START Extracted entries

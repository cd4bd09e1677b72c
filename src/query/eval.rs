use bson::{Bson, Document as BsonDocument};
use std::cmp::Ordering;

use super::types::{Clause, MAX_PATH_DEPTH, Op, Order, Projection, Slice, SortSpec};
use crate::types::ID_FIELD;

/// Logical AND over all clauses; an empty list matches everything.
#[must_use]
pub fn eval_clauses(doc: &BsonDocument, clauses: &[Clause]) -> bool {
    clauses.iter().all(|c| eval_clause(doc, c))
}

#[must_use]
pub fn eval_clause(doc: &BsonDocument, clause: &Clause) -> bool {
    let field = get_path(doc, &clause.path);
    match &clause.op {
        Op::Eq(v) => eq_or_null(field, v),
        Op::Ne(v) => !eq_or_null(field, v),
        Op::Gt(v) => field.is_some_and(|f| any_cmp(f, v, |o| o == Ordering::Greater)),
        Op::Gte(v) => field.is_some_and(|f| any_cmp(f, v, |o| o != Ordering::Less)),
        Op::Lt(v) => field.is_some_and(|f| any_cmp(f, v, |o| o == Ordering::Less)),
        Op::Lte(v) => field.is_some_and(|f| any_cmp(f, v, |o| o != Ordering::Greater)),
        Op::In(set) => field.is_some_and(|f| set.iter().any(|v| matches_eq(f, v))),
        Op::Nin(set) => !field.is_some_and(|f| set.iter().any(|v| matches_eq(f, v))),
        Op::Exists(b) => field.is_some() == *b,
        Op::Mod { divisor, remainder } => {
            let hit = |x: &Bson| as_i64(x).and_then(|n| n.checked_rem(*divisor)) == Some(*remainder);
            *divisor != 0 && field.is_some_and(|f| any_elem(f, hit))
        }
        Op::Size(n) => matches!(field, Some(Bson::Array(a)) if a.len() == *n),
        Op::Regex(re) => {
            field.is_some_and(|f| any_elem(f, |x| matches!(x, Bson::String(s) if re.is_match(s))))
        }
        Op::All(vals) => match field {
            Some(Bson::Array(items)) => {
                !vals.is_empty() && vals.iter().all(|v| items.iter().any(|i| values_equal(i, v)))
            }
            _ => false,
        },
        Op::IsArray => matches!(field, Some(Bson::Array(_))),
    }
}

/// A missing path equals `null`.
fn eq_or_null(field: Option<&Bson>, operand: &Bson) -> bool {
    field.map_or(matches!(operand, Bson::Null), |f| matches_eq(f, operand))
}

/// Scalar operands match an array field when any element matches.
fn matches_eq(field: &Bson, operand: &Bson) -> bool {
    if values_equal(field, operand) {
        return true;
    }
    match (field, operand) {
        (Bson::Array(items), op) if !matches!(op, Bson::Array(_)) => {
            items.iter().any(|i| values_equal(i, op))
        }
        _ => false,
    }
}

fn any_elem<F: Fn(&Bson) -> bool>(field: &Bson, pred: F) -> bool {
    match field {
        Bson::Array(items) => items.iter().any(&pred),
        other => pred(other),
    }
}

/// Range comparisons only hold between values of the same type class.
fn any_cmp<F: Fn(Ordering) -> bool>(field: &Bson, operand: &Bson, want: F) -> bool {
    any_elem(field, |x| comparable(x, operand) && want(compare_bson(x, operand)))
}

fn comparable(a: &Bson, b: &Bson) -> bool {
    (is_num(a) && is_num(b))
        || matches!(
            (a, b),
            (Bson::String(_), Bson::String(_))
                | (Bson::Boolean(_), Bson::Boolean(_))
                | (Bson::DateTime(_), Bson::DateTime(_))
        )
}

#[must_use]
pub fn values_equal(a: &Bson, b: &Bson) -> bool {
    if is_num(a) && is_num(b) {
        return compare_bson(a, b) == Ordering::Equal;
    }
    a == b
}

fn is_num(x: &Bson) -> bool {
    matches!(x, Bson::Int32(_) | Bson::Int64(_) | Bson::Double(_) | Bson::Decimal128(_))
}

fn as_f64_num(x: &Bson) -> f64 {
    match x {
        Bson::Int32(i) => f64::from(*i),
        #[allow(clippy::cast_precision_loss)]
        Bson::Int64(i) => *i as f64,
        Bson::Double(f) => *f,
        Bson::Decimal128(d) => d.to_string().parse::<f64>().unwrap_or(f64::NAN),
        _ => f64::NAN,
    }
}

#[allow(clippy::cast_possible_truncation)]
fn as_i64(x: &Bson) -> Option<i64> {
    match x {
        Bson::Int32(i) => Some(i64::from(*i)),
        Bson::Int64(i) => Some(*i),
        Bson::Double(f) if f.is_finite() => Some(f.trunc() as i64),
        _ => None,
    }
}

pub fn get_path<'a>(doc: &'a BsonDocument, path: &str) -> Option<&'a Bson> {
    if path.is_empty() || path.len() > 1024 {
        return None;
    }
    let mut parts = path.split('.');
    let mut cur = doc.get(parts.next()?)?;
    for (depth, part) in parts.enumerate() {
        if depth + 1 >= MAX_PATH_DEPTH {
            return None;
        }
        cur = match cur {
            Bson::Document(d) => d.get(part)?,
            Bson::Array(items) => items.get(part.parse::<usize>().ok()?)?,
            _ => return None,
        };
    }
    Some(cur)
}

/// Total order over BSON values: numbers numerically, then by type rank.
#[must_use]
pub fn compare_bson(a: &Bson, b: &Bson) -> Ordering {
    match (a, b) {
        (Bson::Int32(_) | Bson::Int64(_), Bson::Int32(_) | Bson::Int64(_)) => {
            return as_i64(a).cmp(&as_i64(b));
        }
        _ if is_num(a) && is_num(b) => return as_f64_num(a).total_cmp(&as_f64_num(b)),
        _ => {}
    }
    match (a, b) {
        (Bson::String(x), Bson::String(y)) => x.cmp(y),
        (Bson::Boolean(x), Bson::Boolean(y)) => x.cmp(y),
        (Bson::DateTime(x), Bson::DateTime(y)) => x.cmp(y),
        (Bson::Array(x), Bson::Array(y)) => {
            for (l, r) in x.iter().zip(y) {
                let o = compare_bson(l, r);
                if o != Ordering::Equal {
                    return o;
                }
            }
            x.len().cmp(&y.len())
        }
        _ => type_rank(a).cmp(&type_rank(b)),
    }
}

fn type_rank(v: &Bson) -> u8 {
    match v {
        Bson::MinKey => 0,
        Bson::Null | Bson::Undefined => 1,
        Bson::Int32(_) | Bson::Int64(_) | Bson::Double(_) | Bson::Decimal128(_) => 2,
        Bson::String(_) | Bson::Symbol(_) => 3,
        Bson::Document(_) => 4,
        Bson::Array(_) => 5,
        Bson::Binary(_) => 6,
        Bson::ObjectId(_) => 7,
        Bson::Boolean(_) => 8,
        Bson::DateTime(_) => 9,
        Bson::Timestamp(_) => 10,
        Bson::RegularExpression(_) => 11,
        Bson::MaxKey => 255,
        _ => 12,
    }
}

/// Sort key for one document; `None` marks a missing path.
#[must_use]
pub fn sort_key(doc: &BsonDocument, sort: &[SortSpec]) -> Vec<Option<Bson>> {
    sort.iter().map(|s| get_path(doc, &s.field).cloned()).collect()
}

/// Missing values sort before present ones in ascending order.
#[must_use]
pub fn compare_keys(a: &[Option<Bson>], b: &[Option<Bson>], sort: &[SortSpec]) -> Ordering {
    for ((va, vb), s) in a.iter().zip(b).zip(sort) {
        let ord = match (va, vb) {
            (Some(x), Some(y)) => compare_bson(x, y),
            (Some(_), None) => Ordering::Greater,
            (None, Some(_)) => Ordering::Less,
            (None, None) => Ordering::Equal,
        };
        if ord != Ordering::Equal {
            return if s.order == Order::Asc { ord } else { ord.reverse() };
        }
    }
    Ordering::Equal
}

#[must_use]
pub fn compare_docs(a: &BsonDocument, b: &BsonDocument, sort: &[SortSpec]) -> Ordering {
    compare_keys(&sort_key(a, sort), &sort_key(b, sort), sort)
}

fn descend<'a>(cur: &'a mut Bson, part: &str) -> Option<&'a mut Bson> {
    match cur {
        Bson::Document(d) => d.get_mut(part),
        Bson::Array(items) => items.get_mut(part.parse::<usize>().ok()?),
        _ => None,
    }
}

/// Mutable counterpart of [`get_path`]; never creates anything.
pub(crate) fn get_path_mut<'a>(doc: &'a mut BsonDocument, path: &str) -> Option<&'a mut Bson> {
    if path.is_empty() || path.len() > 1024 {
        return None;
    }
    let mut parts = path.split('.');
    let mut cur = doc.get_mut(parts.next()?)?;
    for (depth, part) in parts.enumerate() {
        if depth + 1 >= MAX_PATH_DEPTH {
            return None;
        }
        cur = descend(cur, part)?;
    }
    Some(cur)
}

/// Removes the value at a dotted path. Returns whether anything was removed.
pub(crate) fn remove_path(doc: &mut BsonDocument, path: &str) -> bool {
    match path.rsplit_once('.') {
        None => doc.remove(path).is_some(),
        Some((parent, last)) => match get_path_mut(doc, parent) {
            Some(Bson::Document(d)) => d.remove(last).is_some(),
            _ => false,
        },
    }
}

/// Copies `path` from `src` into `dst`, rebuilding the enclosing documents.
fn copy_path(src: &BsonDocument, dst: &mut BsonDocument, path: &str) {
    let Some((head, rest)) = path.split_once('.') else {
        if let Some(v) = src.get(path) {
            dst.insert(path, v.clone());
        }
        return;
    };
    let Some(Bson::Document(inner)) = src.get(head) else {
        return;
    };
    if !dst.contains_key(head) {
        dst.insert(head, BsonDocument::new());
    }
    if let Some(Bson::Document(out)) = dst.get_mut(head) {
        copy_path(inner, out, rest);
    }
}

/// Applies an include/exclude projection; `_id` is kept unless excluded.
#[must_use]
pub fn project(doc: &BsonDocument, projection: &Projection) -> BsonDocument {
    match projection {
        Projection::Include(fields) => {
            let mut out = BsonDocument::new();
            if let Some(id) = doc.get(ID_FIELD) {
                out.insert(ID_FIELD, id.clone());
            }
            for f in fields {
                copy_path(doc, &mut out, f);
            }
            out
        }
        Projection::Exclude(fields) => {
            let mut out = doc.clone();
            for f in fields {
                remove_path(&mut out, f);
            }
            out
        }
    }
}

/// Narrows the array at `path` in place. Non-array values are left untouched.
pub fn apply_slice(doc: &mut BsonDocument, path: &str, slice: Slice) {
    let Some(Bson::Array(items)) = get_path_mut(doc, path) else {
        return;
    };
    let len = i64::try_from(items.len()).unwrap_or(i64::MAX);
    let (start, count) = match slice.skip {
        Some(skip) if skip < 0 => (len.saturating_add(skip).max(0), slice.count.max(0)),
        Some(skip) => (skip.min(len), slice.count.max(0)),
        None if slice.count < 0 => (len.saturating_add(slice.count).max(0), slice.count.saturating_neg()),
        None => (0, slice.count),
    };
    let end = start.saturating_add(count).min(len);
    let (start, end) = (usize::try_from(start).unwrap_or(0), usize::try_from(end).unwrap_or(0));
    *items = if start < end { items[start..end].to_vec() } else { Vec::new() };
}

END Extracted entries

Please find all lines of the entries that hold the string "else" and copy them.

            return if s.order == Order::Asc { ord } else { ord.reverse() };
    let Some((head, rest)) = path.split_once('.') else {
    let Some(Bson::Document(inner)) = src.get(head) else {
    let Some(Bson::Array(items)) = get_path_mut(doc, path) else {
    *items = if start < end { items[start..end].to_vec() } else { Vec::new() };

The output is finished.